Communication Studies, Department of

 

Document Type

Article

Date of this Version

2018

Citation

Communication and Critical/Cultural Studies 15:2 (2018), pp. 161–178.

doi: 10.1080/14791420.2018.1456669

Comments

Copyright © 2018 National Communication Association; published by Routledge/Taylor & Francis. Used by permission.

Abstract

American cinema has recently favored representations of white men as victims of socioeconomic and political change. Recent scholarship on white masculinity suggests that representations of male victimhood enable white men to disavow that hegemonic white masculinity still fundamentally structures society. This essay argues that Hollywood’s wounded man similarly provides white masculinity with stable footing.
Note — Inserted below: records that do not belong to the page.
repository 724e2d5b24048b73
pub mod session;
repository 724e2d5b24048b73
use std::future::{ready, Ready};

use actix_web::error::ErrorUnauthorized;
use actix_web::{dev::Payload, Error, FromRequest, HttpMessage, HttpRequest};

// current user, inserted into request extensions by the session middleware
#[derive(Debug, Clone)]
pub struct UserInfo {
    pub id: i64,
}

impl FromRequest for UserInfo {
    type Error = Error;
    type Future = Ready<Result<Self, Self::Error>>;

    fn from_request(req: &HttpRequest, _payload: &mut Payload) -> Self::Future {
        if let Some(user) = req.extensions().get::<Self>() {
            ready(Ok(user.clone()))
        } else {
            ready(Err(ErrorUnauthorized("login required")))
        }
    }
}
use serde::Serialize;
use sqlx::FromRow;

#[derive(Debug, Serialize, FromRow)]
pub struct Choice {
    pub id: i64,
    pub poll_id: i64,
    pub choice_text: String,
}
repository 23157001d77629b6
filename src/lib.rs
//! Conway's Game of Life on a toroidal grid.
//!
//! The library half is the simulation core: a bounds-safe binary [`grid`]
//! and the double-buffered [`simulation`] that advances it one generation
//! at a time. The binary half (the window, input and pixel rendering) lives
//! in `main.rs` and only ever talks to the core through
//! [`simulation::Simulation`].

#![deny(clippy::all)]
#![forbid(unsafe_code)]

pub mod grid;
pub mod randomizer;
pub mod simulation;
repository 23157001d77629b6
//! Presentation shell: window, input, pixel rendering and frame pacing.
//! All grid access goes through `Simulation`; the shell never touches cells
//! directly.

#![deny(clippy::all)]
#![forbid(unsafe_code)]

use std::time::{Duration, Instant};

use log::{debug, error};
use pixels::{Error, Pixels, SurfaceTexture};
use winit::event::{Event, VirtualKeyCode};
use winit::event_loop::{ControlFlow, EventLoop};
use winit_input_helper::WinitInputHelper;

use toroidal_life::randomizer::generate_seed;
use toroidal_life::simulation::Simulation;

mod window;
use window::{create_window, SCREEN_HEIGHT, SCREEN_WIDTH};

/// Grid cells are square, this many pixels on a side. Each cell keeps a
/// 1-pixel gutter on its right and bottom edge so the grid lines show.
const CELL_SIZE: usize = 10;

const ALIVE_COLOR: [u8; 4] = [0, 0xff, 0, 0xff];
const DEAD_COLOR: [u8; 4] = [0x37, 0x37, 0x37, 0xff];
const BACKGROUND_COLOR: [u8; 4] = [0x1d, 0x1d, 0x1d, 0xff];

const TITLE_PAUSED: &str = "toroidal life (paused)";
const TITLE_RUNNING: &str = "toroidal life (running)";

/// Generation pacing, owned by the shell. The core never sees wall-clock
/// time; it advances exactly once per due step.
struct Pacing {
    steps_per_second: u64,
    last_step: Instant,
}

impl Pacing {
    fn new() -> Self {
        Self {
            steps_per_second: 12,
            last_step: Instant::now(),
        }
    }

    fn faster(&mut self) {
        self.steps_per_second += 2;
    }

    fn slower(&mut self) {
        if self.steps_per_second > 5 {
            self.steps_per_second -= 2;
        }
    }

    fn step_due(&mut self) -> bool {
        let interval = Duration::from_millis(1000 / self.steps_per_second);
        if self.last_step.elapsed() >= interval {
            self.last_step = Instant::now();
            true
        } else {
            false
        }
    }
}

fn main() -> Result<(), Error> {
    env_logger::init();
    let event_loop = EventLoop::new();
    let mut input = WinitInputHelper::new();
    let (window, p_width, p_height, mut _hidpi_factor) = create_window(TITLE_PAUSED, &event_loop);

    let surface_texture = SurfaceTexture::new(p_width, p_height, &window);
    let mut pixels = Pixels::new(SCREEN_WIDTH, SCREEN_HEIGHT, surface_texture)?;

    let mut life = Simulation::new(SCREEN_WIDTH as usize, SCREEN_HEIGHT as usize, CELL_SIZE);
    let mut rng: randomize::PCG32 = generate_seed().into();
    let mut pacing = Pacing::new();

    let mut draw_state: Option<bool> = None;

    event_loop.run(move |event, _, control_flow| {
        // The one and only event that winit_input_helper doesn't have for us...
        if let Event::RedrawRequested(_) = event {
            draw(&life, pixels.get_frame());
            if pixels
                .render()
                .map_err(|e| error!("pixels.render() failed: {}", e))
                .is_err()
            {
                *control_flow = ControlFlow::Exit;
                return;
            }
        }

        // For everything else, let winit_input_helper collect events to build
        // its state. It returns `true` when it is time to update our game
        // state and request a redraw.
        if input.update(&event) {
            // Close events
            if input.key_pressed(VirtualKeyCode::Escape) || input.quit() {
                *control_flow = ControlFlow::Exit;
                return;
            }
            if input.key_pressed(VirtualKeyCode::Return) {
                life.start();
                window.set_title(TITLE_RUNNING);
            }
            if input.key_pressed(VirtualKeyCode::Space) {
                life.stop();
                window.set_title(TITLE_PAUSED);
            }
            if input.key_pressed(VirtualKeyCode::F) {
                pacing.faster();
            }
            if input.key_pressed(VirtualKeyCode::S) {
                pacing.slower();
            }
            if input.key_pressed(VirtualKeyCode::R) {
                life.create_random_state(&mut rng);
            }
            if input.key_pressed(VirtualKeyCode::C) {
                life.clear_grid();
            }

            // Handle mouse. This is a bit involved since we support simple
            // line drawing: a fast drag must not skip the cells between two
            // polled pointer positions.
            let (mouse_cell, mouse_prev_cell) = input
                .mouse()
                .map(|(mx, my)| {
                    let (dx, dy) = input.mouse_diff();
                    let prev_x = mx - dx;
                    let prev_y = my - dy;

                    let (mx_i, my_i) = pixels
                        .window_pos_to_pixel((mx, my))
                        .unwrap_or_else(|pos| pixels.clamp_pixel_pos(pos));

                    let (px_i, py_i) = pixels
                        .window_pos_to_pixel((prev_x, prev_y))
                        .unwrap_or_else(|pos| pixels.clamp_pixel_pos(pos));

                    // Pixel position to (row, column) is plain integer
                    // division by the cell size.
                    (
                        ((my_i / CELL_SIZE) as isize, (mx_i / CELL_SIZE) as isize),
                        ((py_i / CELL_SIZE) as isize, (px_i / CELL_SIZE) as isize),
                    )
                })
                .unwrap_or_default();

            if input.mouse_pressed(0) {
                debug!("Mouse click at cell {:?}", mouse_cell);
                if !life.is_running() {
                    life.toggle_cell(mouse_cell.0, mouse_cell.1);
                    draw_state = Some(life.value(mouse_cell.0, mouse_cell.1));
                }
            } else if let Some(draw_alive) = draw_state {
                let release = input.mouse_released(0);
                let held = input.mouse_held(0);
                debug!("Draw at {:?} => {:?}", mouse_prev_cell, mouse_cell);
                // If they either released (finishing the drawing) or are
                // still in the middle of drawing, keep going.
                if (release || held) && !life.is_running() {
                    debug!("Draw line of {:?}", draw_alive);
                    for (row, column) in line_drawing::Bresenham::new(mouse_prev_cell, mouse_cell) {
                        life.set_cell_value(row, column, draw_alive);
                    }
                }
                // If they let go or are otherwise not clicking anymore, stop drawing.
                if release || !held {
                    debug!("Draw end");
                    draw_state = None;
                }
            }

            // Adjust high DPI factor
            if let Some(factor) = input.scale_factor_changed() {
                _hidpi_factor = factor;
            }
            // Resize the window
            if let Some(size) = input.window_resized() {
                pixels.resize_surface(size.width, size.height);
            }
            if pacing.step_due() {
                life.advance_generation();
            }
            window.request_redraw();
        }
    });
}

/// One `cell_size` square per cell, gutter lines in the background color.
fn draw(life: &Simulation, screen: &mut [u8]) {
    debug_assert_eq!(screen.len(), 4 * (SCREEN_WIDTH * SCREEN_HEIGHT) as usize);
    for (i, pix) in screen.chunks_exact_mut(4).enumerate() {
        let x = i % SCREEN_WIDTH as usize;
        let y = i / SCREEN_WIDTH as usize;
        let color = if x % CELL_SIZE == CELL_SIZE - 1 || y % CELL_SIZE == CELL_SIZE - 1 {
            BACKGROUND_COLOR
        } else if life.value((y / CELL_SIZE) as isize, (x / CELL_SIZE) as isize) {
            ALIVE_COLOR
        } else {
            DEAD_COLOR
        };
        pix.copy_from_slice(&color);
    }
}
I illustrate how the unintelligibility of screen masculinity evades criticism and, further, how melancholic male dramas nurture a traumatic attachment to victimhood. Examining the film Foxcatcher (2014), I show how unmasked portraits of white male victimhood function as counterparts to the hard-bodied action hero. The filmmaker’s effort to parse the distinction between material and superficial wounds reifies the experience of noble suffering as a superlative expression of aggrieved white manhood. Foxcatcher’s fragmented portrayal of white masculinity illustrates the elasticity of victimhood even where “crisis” suggests that white masculinity is open to revision.